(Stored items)
========================================================================
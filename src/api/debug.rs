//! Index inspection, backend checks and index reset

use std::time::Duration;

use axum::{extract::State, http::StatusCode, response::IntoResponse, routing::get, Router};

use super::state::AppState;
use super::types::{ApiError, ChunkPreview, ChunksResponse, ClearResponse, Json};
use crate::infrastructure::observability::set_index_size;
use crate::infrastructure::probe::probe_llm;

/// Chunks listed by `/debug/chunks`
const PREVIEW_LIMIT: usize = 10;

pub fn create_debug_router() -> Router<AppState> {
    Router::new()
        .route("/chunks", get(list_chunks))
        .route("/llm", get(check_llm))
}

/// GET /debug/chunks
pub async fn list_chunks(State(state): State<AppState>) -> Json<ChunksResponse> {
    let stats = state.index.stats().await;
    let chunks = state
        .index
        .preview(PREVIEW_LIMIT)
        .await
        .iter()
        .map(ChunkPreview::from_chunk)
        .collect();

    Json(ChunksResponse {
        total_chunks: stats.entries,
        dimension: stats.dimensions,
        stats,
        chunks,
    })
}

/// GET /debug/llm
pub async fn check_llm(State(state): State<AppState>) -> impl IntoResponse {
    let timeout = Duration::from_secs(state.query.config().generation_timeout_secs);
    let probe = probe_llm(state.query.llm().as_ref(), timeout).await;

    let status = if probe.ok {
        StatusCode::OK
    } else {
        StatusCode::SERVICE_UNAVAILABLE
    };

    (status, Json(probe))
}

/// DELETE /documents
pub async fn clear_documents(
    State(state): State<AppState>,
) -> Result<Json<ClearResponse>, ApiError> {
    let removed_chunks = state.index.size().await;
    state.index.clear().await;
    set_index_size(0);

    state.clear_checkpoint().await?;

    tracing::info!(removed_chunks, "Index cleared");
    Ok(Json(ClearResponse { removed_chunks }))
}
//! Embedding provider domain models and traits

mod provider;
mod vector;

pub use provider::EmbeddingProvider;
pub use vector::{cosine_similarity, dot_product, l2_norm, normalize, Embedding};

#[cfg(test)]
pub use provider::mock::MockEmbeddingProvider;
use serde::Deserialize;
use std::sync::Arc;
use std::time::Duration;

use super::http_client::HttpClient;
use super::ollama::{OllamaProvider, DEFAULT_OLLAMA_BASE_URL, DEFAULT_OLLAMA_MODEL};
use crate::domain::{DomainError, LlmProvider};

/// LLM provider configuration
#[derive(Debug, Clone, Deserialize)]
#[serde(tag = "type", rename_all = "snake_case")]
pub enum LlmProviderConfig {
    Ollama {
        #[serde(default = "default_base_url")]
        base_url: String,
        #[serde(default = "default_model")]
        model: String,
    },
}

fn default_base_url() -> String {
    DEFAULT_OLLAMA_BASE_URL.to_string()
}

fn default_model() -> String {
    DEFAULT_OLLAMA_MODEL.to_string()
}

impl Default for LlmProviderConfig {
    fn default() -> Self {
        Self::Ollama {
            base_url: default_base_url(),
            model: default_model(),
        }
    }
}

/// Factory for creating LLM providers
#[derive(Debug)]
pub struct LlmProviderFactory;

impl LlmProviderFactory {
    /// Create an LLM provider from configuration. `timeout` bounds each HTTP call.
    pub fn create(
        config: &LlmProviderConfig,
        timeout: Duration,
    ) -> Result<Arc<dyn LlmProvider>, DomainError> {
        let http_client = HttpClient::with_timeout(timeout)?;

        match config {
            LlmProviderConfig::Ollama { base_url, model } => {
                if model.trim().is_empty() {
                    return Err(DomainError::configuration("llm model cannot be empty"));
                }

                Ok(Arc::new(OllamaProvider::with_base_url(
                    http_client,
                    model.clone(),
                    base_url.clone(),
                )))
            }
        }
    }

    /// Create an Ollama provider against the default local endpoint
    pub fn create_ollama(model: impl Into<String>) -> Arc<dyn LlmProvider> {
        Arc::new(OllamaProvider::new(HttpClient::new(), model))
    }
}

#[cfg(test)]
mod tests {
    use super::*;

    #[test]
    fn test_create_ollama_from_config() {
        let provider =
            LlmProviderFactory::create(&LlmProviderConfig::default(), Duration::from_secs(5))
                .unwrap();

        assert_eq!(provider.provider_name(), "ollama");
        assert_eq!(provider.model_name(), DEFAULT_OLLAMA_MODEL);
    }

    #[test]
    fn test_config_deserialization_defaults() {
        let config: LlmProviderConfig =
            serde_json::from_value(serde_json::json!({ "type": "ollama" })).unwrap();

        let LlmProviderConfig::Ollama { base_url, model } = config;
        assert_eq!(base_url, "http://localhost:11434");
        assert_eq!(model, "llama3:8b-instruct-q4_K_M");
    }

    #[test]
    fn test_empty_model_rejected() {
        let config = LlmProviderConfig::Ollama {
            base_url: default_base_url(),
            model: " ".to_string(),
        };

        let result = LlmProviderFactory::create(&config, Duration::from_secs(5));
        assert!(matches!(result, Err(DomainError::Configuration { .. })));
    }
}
========================================================================
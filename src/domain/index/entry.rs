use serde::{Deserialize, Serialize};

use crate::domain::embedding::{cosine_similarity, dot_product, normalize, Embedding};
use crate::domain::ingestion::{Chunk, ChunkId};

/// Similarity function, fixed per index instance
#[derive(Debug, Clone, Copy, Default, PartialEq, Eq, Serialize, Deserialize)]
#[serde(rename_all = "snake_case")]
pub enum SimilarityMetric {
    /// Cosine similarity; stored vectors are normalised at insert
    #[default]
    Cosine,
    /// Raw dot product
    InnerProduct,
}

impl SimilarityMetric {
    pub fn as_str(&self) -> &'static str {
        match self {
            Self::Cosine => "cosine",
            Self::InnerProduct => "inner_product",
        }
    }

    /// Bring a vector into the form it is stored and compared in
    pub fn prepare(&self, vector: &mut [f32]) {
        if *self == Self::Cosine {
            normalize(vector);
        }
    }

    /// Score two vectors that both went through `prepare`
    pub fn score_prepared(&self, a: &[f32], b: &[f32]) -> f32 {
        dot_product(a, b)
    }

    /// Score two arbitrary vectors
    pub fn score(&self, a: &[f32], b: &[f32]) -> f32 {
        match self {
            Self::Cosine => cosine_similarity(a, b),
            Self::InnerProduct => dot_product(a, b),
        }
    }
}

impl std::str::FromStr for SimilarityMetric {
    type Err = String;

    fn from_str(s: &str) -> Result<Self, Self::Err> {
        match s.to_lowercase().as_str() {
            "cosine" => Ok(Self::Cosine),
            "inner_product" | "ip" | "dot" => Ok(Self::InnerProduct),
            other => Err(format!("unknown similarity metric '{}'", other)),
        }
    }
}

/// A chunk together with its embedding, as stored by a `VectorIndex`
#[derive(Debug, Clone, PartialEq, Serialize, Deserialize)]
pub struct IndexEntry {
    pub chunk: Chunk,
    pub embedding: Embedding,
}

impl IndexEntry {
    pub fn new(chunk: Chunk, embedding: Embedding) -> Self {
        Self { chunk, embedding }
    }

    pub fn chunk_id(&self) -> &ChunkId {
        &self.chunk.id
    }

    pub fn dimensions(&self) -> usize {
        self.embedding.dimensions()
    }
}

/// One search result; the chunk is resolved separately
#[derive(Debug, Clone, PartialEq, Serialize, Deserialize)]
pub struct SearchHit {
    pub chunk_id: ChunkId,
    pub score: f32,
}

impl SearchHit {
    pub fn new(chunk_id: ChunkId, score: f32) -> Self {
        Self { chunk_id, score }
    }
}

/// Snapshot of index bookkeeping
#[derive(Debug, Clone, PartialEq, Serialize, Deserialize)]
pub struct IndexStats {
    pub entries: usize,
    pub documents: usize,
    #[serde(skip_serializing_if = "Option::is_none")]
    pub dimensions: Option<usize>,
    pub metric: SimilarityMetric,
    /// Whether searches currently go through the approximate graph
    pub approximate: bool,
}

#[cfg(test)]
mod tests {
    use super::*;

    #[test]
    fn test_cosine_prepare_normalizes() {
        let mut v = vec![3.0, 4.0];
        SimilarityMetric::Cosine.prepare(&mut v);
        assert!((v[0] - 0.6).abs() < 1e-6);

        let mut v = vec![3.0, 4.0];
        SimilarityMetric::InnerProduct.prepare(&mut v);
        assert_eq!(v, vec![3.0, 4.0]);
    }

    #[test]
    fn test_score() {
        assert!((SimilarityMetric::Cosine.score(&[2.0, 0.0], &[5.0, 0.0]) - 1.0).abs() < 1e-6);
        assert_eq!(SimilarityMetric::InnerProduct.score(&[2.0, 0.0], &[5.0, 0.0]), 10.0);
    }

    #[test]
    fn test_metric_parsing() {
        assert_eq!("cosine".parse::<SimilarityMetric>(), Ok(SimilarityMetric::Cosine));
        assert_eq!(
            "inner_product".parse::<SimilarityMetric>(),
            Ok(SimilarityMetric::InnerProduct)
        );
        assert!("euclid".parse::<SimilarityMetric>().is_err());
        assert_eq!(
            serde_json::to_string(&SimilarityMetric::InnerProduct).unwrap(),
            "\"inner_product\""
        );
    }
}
========================================================================
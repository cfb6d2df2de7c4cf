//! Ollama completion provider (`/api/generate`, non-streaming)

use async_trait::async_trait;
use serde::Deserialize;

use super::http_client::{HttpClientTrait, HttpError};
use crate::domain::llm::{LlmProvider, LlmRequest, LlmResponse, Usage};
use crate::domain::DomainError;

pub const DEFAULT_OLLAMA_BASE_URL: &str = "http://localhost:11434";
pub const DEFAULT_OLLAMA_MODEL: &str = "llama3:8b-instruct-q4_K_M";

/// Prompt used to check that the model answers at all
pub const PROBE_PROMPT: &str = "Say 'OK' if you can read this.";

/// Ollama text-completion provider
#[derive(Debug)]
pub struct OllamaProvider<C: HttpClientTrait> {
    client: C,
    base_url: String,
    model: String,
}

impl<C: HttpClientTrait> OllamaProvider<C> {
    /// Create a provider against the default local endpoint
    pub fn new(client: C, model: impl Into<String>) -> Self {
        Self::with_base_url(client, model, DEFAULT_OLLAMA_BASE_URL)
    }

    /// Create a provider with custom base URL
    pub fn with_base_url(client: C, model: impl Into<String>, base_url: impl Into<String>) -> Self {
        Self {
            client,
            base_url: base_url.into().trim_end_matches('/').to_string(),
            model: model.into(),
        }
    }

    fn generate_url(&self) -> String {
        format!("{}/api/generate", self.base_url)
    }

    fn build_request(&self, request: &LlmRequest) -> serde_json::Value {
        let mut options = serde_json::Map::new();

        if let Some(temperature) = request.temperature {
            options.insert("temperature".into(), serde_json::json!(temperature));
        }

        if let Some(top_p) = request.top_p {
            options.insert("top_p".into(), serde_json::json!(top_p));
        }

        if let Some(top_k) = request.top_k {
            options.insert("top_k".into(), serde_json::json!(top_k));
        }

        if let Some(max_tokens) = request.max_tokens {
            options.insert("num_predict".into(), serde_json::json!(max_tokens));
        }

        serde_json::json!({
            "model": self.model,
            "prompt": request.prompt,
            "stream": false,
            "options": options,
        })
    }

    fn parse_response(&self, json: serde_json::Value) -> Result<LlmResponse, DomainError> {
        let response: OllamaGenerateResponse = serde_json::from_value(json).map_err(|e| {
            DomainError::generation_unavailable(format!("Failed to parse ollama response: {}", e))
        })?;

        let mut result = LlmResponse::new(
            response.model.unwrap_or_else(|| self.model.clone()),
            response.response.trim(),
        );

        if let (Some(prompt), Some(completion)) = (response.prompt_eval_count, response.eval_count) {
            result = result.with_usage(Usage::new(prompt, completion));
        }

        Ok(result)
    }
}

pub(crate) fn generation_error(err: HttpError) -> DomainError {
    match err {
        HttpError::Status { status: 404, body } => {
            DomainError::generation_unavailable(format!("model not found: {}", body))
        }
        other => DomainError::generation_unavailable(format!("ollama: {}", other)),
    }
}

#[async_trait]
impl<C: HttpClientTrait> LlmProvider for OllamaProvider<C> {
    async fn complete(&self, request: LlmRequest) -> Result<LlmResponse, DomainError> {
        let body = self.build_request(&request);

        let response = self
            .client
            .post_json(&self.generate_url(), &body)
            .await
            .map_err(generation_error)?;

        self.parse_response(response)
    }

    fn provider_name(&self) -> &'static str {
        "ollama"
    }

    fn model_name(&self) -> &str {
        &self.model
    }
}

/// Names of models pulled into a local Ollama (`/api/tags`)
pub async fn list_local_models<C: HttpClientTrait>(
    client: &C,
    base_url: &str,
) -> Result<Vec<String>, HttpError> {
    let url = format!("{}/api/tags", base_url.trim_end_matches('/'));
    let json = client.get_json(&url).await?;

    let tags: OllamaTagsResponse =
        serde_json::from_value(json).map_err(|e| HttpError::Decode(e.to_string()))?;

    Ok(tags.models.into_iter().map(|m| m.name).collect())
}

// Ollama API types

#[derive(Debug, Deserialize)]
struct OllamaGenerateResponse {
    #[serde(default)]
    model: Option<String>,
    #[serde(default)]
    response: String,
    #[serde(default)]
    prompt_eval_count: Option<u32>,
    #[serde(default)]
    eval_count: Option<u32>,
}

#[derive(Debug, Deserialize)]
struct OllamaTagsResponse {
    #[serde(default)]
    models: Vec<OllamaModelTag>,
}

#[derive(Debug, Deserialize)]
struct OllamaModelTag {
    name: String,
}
========================================================================
Work request: The expected answer is an exact copy of the lines above, beginning at the line with "per index instance" and ending at the line with "Raw dot product", with both ends in.

Result for this exercise:
/// Similarity function, fixed per index instance
#[derive(Debug, Clone, Copy, Default, PartialEq, Eq, Serialize, Deserialize)]
#[serde(rename_all = "snake_case")]
pub enum SimilarityMetric {
    /// Cosine similarity; stored vectors are normalised at insert
    #[default]
    Cosine,
    /// Raw dot product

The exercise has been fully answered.